Considering the act of reading comprehension is often carried out via written responses to right or wrong questions, changing this to a focus on talk will disrupt entrenched notions of what counts as reading comprehension. As Castles et al. (2018) claim, when we make a shift from teacher-directed lesson to a student-directed discussion, the concept of what is knowledge and what is teaching changes. Further to this, the orientation one takes towards comprehension will influence any priority to provide discussion-based experiences. Aukerman (2013) declares that the way educators treat reading comprehension pedagogy rests on varied assumptions about what reading comprehension means. He explains these assumptions are embodied in three pedagogical orientations.

The focus of The Dialogic Highway approach is comprehension-as-sensemaking. It is the ‘openness’ involved with the sense-making approach that distinguishes it from outcome or procedure. Dialogic comprehension-as-sensemaking privileges students’ textual ideas regardless of rightness. Using a dialogic approach to reading comprehension-as-sensemaking moves beyond a student’s knowledge of correct answers and task completion. It privileges the students’ sense making and not that of the teacher or the test. In a classroom where dialogic discussion is valued, the quality of student thinking and their acquired disposition to reflect upon and question their thinking and the thinking of others is what is important (Reznitskaya, 2012). However, entrenched forces in schools, such as standardised testing, incentivise teachers to “not waste time on dialogue” (Lefstein as cited in Asterhan, 2020) and this can be a barrier to a change in practice. 

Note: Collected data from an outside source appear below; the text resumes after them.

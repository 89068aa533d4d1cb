use thiserror::Error;

use crate::transport::TransportState;

/// Result type alias for waveslab operations.
pub type Result<T> = std::result::Result<T, Error>;

#[derive(Error, Debug, Clone, PartialEq)]
pub enum Error {
    /// Fetching or decoding an asset failed. The widget stays idle.
    #[error("Failed to load {url}: {reason}")]
    LoadFailure { url: String, reason: String },

    #[error("Decode error: {0}")]
    Decode(String),

    /// Operation attempted in a state that does not allow it.
    #[error("Cannot {operation} while {state}")]
    InvalidState {
        operation: &'static str,
        state: TransportState,
    },

    #[error("Invalid argument: {0}")]
    InvalidArgument(String),

    /// Out-of-range construction parameter.
    #[error("Configuration error: {0}")]
    Configuration(String),

    /// The audio output refused a command.
    #[error("Audio output error: {0}")]
    Output(String),
}

impl Error {
    pub(crate) fn load_failure(url: &str, reason: impl ToString) -> Self {
        Error::LoadFailure {
            url: url.to_string(),
            reason: reason.to_string(),
        }
    }
}
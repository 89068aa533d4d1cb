//! Fetch + decode of an audio asset.
//!
//! `http://` and `https://` URLs go through reqwest; anything else is read from
//! the local filesystem (an optional `file://` prefix is stripped). Decoding runs
//! on the blocking pool so the frame loop never waits on it.

use std::path::Path;

use super::decoder;
use super::types::AudioData;
use crate::error::{Error, Result};

/// Fetch raw bytes from `url` and decode them.
pub async fn fetch_and_decode(url: String) -> Result<AudioData> {
    log::info!("Loading audio from {url}");

    let bytes = fetch_bytes(&url).await?;
    let extension = extension_hint(&url);

    let decode_url = url.clone();
    let data = tokio::task::spawn_blocking(move || {
        decoder::decode_bytes(bytes, extension.as_deref())
    })
    .await
    .map_err(|e| Error::load_failure(&decode_url, format!("decode task failed: {e}")))?
    .map_err(|e| Error::load_failure(&decode_url, e))?;

    log::info!(
        "Loaded {url}: {:.2}s, {} ch @ {} Hz",
        data.duration,
        data.channels,
        data.sample_rate
    );
    Ok(data)
}

async fn fetch_bytes(url: &str) -> Result<Vec<u8>> {
    if is_remote(url) {
        let response = reqwest::get(url)
            .await
            .and_then(|r| r.error_for_status())
            .map_err(|e| Error::load_failure(url, e))?;
        let bytes = response
            .bytes()
            .await
            .map_err(|e| Error::load_failure(url, e))?;
        return Ok(bytes.to_vec());
    }

    let path = local_path(url).to_string();
    tokio::task::spawn_blocking(move || std::fs::read(path))
        .await
        .map_err(|e| Error::load_failure(url, format!("read task failed: {e}")))?
        .map_err(|e| Error::load_failure(url, e))
}

fn is_remote(url: &str) -> bool {
    url.starts_with("http://") || url.starts_with("https://")
}

fn local_path(url: &str) -> &str {
    url.strip_prefix("file://").unwrap_or(url)
}

/// File extension used as a format hint, ignoring any query string or fragment.
fn extension_hint(url: &str) -> Option<String> {
    let trimmed = url.split(['?', '#']).next().unwrap_or(url);
    Path::new(trimmed)
        .extension()
        .and_then(|e| e.to_str())
        .map(|e| e.to_ascii_lowercase())
}
use iced::{Color, Rectangle, Size};

/// A 2D raster target that only knows how to clear and fill rectangles.
pub trait Surface {
    fn clear(&mut self);
    fn fill_rect(&mut self, x: f32, y: f32, width: f32, height: f32, color: Color);
}

#[derive(Clone, Copy, Debug, PartialEq)]
pub struct FilledRect {
    pub bounds: Rectangle,
    pub color: Color,
}

/// Display list recorded by a renderer during one frame.
///
/// The canvas replays it when iced asks for geometry, so painting happens
/// inside the frame loop while drawing stays a read-only operation.
#[derive(Clone, Debug)]
pub struct Scene {
    size: Size,
    rects: Vec<FilledRect>,
}

impl Default for Scene {
    fn default() -> Self {
        Self::new(Size::ZERO)
    }
}

impl Scene {
    pub fn new(size: Size) -> Self {
        Self {
            size,
            rects: Vec::new(),
        }
    }

    pub fn size(&self) -> Size {
        self.size
    }

    pub fn set_size(&mut self, size: Size) {
        self.size = size;
    }

    pub fn rects(&self) -> &[FilledRect] {
        &self.rects
    }
}

impl Surface for Scene {
    fn clear(&mut self) {
        self.rects.clear();
    }

    /// Negative extents are normalized; empty rectangles are dropped.
    fn fill_rect(&mut self, x: f32, y: f32, width: f32, height: f32, color: Color) {
        let (x, width) = if width < 0.0 { (x + width, -width) } else { (x, width) };
        let (y, height) = if height < 0.0 { (y + height, -height) } else { (y, height) };
        let finite = x.is_finite() && y.is_finite() && width.is_finite() && height.is_finite();
        if !finite || width <= 0.0 || height <= 0.0 {
            return;
        }
        self.rects.push(FilledRect {
            bounds: Rectangle {
                x,
                y,
                width,
                height,
            },
            color,
        });
    }
}
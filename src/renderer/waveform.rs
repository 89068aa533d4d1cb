use iced::Size;

use super::Renderer;
use crate::audio::types::AudioData;
use crate::config::WaveformConfig;
use crate::error::Result;
use crate::surface::Surface;
use crate::transport::PlaybackView;
use crate::waveform_cache::{build_envelope, column_count, Peak};

/// Static waveform: one bar per column, colored by playback progress, plus a cursor.
pub struct WaveformRenderer {
    config: WaveformConfig,
    /// Channel 0 of the loaded asset.
    samples: Vec<f32>,
    size: Size,
    envelope: Vec<Peak>,
}

impl WaveformRenderer {
    pub fn new(config: WaveformConfig) -> Result<Self> {
        config.validate()?;
        Ok(Self {
            config,
            samples: Vec::new(),
            size: Size::ZERO,
            envelope: Vec::new(),
        })
    }

    pub fn config(&self) -> &WaveformConfig {
        &self.config
    }

    /// The render buffer: one entry per drawable column.
    pub fn envelope(&self) -> &[Peak] {
        &self.envelope
    }

    fn rebuild(&mut self) {
        if self.samples.is_empty() {
            self.envelope.clear();
            return;
        }
        let columns = column_count(self.size.width, self.config.column_stride());
        self.envelope = build_envelope(&self.samples, columns, self.config.fidelity);
        log::debug!(
            "Waveform envelope rebuilt: {columns} columns for {:.0}px",
            self.size.width
        );
    }
}

impl Renderer for WaveformRenderer {
    fn load(&mut self, audio: &AudioData) {
        self.samples = audio.channel(0);
        self.rebuild();
    }

    fn unload(&mut self) {
        self.samples = Vec::new();
        self.envelope.clear();
    }

    fn resize(&mut self, size: Size) {
        let width_changed = size.width != self.size.width;
        self.size = size;
        if width_changed {
            self.rebuild();
        }
    }

    fn paint(&mut self, view: &PlaybackView, surface: &mut dyn Surface) {
        surface.clear();
        if self.envelope.is_empty() || view.duration <= 0.0 {
            return;
        }

        let Size { width, height } = self.size;
        let mid = height / 2.0;
        let scale = self.config.amplitude * height / 2.0;
        let stride = self.config.column_stride();

        for (i, peak) in self.envelope.iter().enumerate() {
            let x = i as f32 * stride;
            let column_time = x as f64 / width as f64 * view.duration;
            let color = if column_time <= view.playback_time {
                self.config.progression_color.0
            } else {
                self.config.main_color.0
            };
            let bar_height = (peak.amplitude() * scale).max(1.0);
            surface.fill_rect(x, mid - peak.max * scale, self.config.bar_size, bar_height, color);
        }

        let cursor_x = view.progress() as f32 * width;
        surface.fill_rect(
            cursor_x,
            mid - scale,
            self.config.cursor_size,
            2.0 * scale,
            self.config.cursor_color.0,
        );
    }

    fn seekable(&self) -> bool {
        true
    }
}
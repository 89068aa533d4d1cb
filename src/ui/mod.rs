pub mod canvas;
pub mod controls;
//! The partition manager handle.
//!
//! `PartitionManager` ties the pieces together: the host engine, the lock
//! coordinator, the per-process catalog cache, the callback registry, and
//! the migration task registry. It is cheaply clonable (`Arc`-based) and
//! `Send + Sync`; every session holds a clone.
//!
//! Structural operations follow one shape: acquire the parent's structural
//! lock, run the whole DDL body as a single engine transaction inside the
//! lock's publish window, then mark the lock committed and invalidate the
//! cache. Routed DML takes only the parent's read lock, so ordinary
//! sessions never serialize against each other.

use std::sync::Arc;
use std::thread;
use std::time::Duration;

use serde_json::Value;

use crate::cache::CatalogCache;
use crate::callback::CallbackRegistry;
use crate::catalog::ops as catalog_ops;
use crate::catalog::{PartitionBounds, PartitionedTableConfig};
use crate::config::ManagerOptions;
use crate::ddl;
use crate::encoding;
use crate::engine::{MemoryEngine, RelationReader, Transaction};
use crate::error::{EngineError, MigrationError, Result, StateError, ValidationError};
use crate::lock::LockCoordinator;
use crate::migration::{self, MigrationPhase, MigrationProgress, MigrationTask, TaskRegistry};
use crate::routing::{self, RouteResult};
use crate::types::{KeyType, KeyValue, PartitionStrategy, RelationId};

/// One row of the partition listing.
#[derive(Debug, Clone)]
pub struct PartitionListing {
    pub parent: String,
    pub partition: String,
    pub bounds: PartitionBounds,
    pub tablespace: Option<String>,
    pub is_foreign: bool,
}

A dialogic approach is more about the journey than the destination. Traditional reading comprehension activities which focus on right answers is to “arrive without having travelled” (Barnes, A. as cited in Simpson et al. 2010). Benefits of dialogic discussions might not be seen immediately but over time there will be shifts in the level of cognitive thinking as long as there are multiple, regular, deliberate opportunities for dialogic discussions (Oldehaver, 2018).